Macromastia (juvenile breast hypertrophy)
Macromastia ( Fig. 14.7 ), also known as juvenile breast hypertrophy, is a very rare condition with unknown prevalence. The etiology and pathophysiology are unknown; however, it is theorized that it may be the result of an inappropriate response to endogenous hormones or autoimmune mediated. The process usually occurs proximal to menarche, with bilateral rapid breast growth. Breasts may weigh up to 50 pounds each. Stretch marks often occur during rapid growth. Patients frequently report breast and upper back pain. Though no further testing is needed, ruling out the use of exogenous hormones is prudent. Additionally, many argue that the use of imaging is helpful to eliminate the notion of an underlying mass effect. Management with supportive undergarments is beneficial. Consider the use of NSAIDs for pain and progesterone or antiestrogens to slow growth. , Once breast growth is complete, referral for mammoplasty can achieve high satisfaction ( https://www.youtube.com/watch?v=fc9RsmFwyQg ).
Lipomastia
Lipomastia is the presence of excessive adipose tissue in typical breast areas before pubertal transition. Its prevalence and epidemiology are unknown, but with increasing obesity, it is often confused for premature thelarche or precocious puberty. Given that lipomastia can mimic premature puberty, careful examination to exclude premature thelarche is important . When encountering the obese patient with concern for possible premature thelarche vs. breast adiposity, the examination should be performed supine. If no palpable glandular breast tissue is under the fat pad of the chest wall, lipomastia can be confirmed. There is no treatment required, and expectant management with anticipatory guidance should be given.

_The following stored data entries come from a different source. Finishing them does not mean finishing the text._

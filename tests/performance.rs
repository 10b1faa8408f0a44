use rizumu_pp::{Difficulty, Performance};

mod common;

#[test]
fn flawless_score_is_well_defined() {
    let map = common::jump_map();
    let attrs = Difficulty::new().calculate(&map);

    let perf = attrs.performance().calculate();

    assert!(perf.pp > 0.0, "{}", perf.pp);
    assert!(perf.pp.is_finite());
    assert!(perf.deviation.is_finite());
    assert!(perf.deviation > 0.0);
    assert!(perf.pp_acc > 0.0);
    assert!(!perf.pp_acc.is_nan());
    assert_eq!(perf.effective_miss_count, 0.0);
}

#[test]
fn misses_reduce_pp() {
    let map = common::jump_map();
    let attrs = Difficulty::new().calculate(&map);

    let clean = attrs.clone().performance().calculate();
    let sloppy = attrs.performance().combo(150).misses(5).calculate();

    assert!(
        sloppy.pp < clean.pp,
        "{} vs {}",
        sloppy.pp,
        clean.pp
    );
    assert!(sloppy.effective_miss_count >= 5.0);
}

#[test]
fn combo_shortfall_counts_as_slider_breaks() {
    let map = common::jump_map();
    let attrs = Difficulty::new().calculate(&map);
    let max_combo = attrs.max_combo;

    // No misses judged, but far from a full combo.
    let perf = attrs
        .performance()
        .combo(max_combo / 3)
        .n100(10)
        .calculate();

    assert!(perf.effective_miss_count > 0.0);
    assert!(perf.effective_miss_count <= f64::from(perf.difficulty.n_objects()));
}

#[test]
fn no_successful_hits_gives_zero_deviation_terms() {
    let map = common::jump_map();
    let attrs = Difficulty::new().calculate(&map);
    let n_objects = attrs.n_objects();

    let perf = attrs
        .performance()
        .combo(0)
        .n300(0)
        .misses(n_objects)
        .calculate();

    assert_eq!(perf.deviation, f64::INFINITY);
    assert_eq!(perf.pp_aim, 0.0);
    assert_eq!(perf.pp_speed, 0.0);
    assert_eq!(perf.pp_acc, 0.0);
}

#[test]
fn hundreds_worsen_deviation() {
    let map = common::jump_map();
    let attrs = Difficulty::new().calculate(&map);

    let clean = attrs.clone().performance().calculate();
    let sloppy = attrs.performance().n100(30).calculate();

    assert!(
        sloppy.deviation > clean.deviation,
        "{} vs {}",
        sloppy.deviation,
        clean.deviation
    );
    assert!(sloppy.pp_acc < clean.pp_acc);
}

#[test]
fn total_is_monotone_in_skill_values() {
    let map = common::jump_map();
    let attrs = Difficulty::new().calculate(&map);

    let mut boosted = attrs.clone();
    boosted.aim *= 1.2;

    let base = attrs.performance().calculate();
    let better = boosted.performance().calculate();

    assert!(better.pp > base.pp);
}

#[test]
fn no_fail_penalizes_misses_only() {
    let map = common::jump_map();
    let attrs = Difficulty::new().calculate(&map);

    let without_nf = attrs.clone().performance().combo(150).misses(10).calculate();
    let with_nf = attrs
        .performance()
        .mods(1) // NF
        .combo(150)
        .misses(10)
        .calculate();

    assert!(with_nf.pp < without_nf.pp);
}

#[test]
fn streams_get_a_speed_deviation() {
    let map = common::stream_map(400, 40.0, 140.0);
    let attrs = Difficulty::new().calculate(&map);

    assert!(attrs.speed_note_count > 0.0);

    let perf = attrs.performance().n100(8).calculate();

    assert!(perf.speed_deviation.is_finite());
    assert!(perf.speed_deviation > 0.0);
    assert!(perf.pp_speed > 0.0);
}

#[test]
fn hidden_rewards_low_approach_rate() {
    let mut map = common::jump_map();
    map.ar = 8.0;

    let attrs = Difficulty::new().mods(8).calculate(&map);
    let low_ar = attrs.performance().mods(8).calculate();

    map.ar = 10.0;
    let attrs = Difficulty::new().mods(8).calculate(&map);
    let high_ar = attrs.performance().mods(8).calculate();

    // The approach rate feeds no aim skill, so the aim ratings agree and
    // the difference is purely the visibility bonus.
    assert!((low_ar.difficulty.aim - high_ar.difficulty.aim).abs() < 1e-12);
    assert!(
        low_ar.pp_aim > high_ar.pp_aim,
        "{} vs {}",
        low_ar.pp_aim,
        high_ar.pp_aim
    );
}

Hypomastia, amastia, and athelia
Hypomastia or amastia manifests as congenital absence of breast tissue, and athelia as congenital absence of the nipple ( Fig. 14.8 ). The prevalence is extremely rare. Etiologies are thought to be destruction of the milk line during embryologic formation (Poland syndrome; Fig. 14.9 ) or chest wall trauma or radiation as a neonate. , However, these conditions can also occur with endocrine disorders associated with delayed puberty such as hypothyroidism, ovarian failure, and androgen excess, as well as chronic systemic diseases which can present as delayed puberty. The differential diagnosis should include screening for breast flattening/ironing. This is described as the harmful practice of ironing, pressing, or pounding breasts to delay growth in order to disguise the onset of puberty in a girl, which is often viewed in some communities to shield pubertal development in an attempt to protect the girls from sexual exploitation. Additionally, Poland syndrome, which results from underdevelopment or absence of the pectoralis major muscle on the hypoplastic breast side, should be considered in the differential. Testing for these conditions revolves around historical trauma, pubertal timeline, and clinical examination. Consider screening for hypothyroidism or androgen excess as appropriate. The provider should also inquire about nutritional state and start evaluation for delayed puberty if no breast development by age 13. If there is no underlying pathology, consultation for surgical augmentation may be desired once puberty is complete.